## Task prompt:
For the word "Debug", state how many lines below contain it. Give no other text.

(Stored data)
==================================================

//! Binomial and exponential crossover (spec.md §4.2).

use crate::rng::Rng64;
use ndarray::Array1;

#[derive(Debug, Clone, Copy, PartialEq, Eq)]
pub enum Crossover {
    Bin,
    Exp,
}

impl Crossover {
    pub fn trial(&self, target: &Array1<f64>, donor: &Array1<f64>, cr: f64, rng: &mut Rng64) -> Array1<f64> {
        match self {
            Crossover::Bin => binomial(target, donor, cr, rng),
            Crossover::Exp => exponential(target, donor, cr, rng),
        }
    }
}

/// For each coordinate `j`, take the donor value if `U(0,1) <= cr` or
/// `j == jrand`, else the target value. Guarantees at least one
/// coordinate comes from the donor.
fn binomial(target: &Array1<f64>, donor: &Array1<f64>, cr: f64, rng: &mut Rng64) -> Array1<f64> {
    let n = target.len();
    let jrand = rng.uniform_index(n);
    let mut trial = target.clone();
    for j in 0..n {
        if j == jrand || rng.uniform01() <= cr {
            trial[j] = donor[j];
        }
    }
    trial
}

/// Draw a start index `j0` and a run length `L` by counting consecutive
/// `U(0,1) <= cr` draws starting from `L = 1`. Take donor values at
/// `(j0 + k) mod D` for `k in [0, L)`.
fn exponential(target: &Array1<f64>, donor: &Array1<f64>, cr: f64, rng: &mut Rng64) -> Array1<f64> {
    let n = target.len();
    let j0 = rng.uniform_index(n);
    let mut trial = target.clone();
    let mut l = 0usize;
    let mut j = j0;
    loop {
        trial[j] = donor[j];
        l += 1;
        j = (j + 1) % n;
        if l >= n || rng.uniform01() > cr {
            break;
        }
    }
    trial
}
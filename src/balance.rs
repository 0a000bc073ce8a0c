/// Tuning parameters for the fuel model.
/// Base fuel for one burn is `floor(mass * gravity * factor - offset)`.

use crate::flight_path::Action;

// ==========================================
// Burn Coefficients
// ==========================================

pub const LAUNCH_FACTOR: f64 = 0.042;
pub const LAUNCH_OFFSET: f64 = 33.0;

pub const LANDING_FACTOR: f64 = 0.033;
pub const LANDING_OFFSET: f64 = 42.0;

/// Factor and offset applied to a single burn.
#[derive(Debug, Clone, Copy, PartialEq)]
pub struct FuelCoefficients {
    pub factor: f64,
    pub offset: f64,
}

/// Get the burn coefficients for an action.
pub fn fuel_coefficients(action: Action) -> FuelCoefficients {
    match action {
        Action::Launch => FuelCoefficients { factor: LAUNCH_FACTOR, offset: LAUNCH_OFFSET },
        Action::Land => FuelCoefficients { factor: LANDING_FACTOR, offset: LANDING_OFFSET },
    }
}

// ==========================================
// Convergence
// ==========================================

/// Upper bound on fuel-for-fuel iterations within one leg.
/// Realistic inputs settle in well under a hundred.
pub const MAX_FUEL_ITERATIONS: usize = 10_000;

==================================================

## Answer area:
2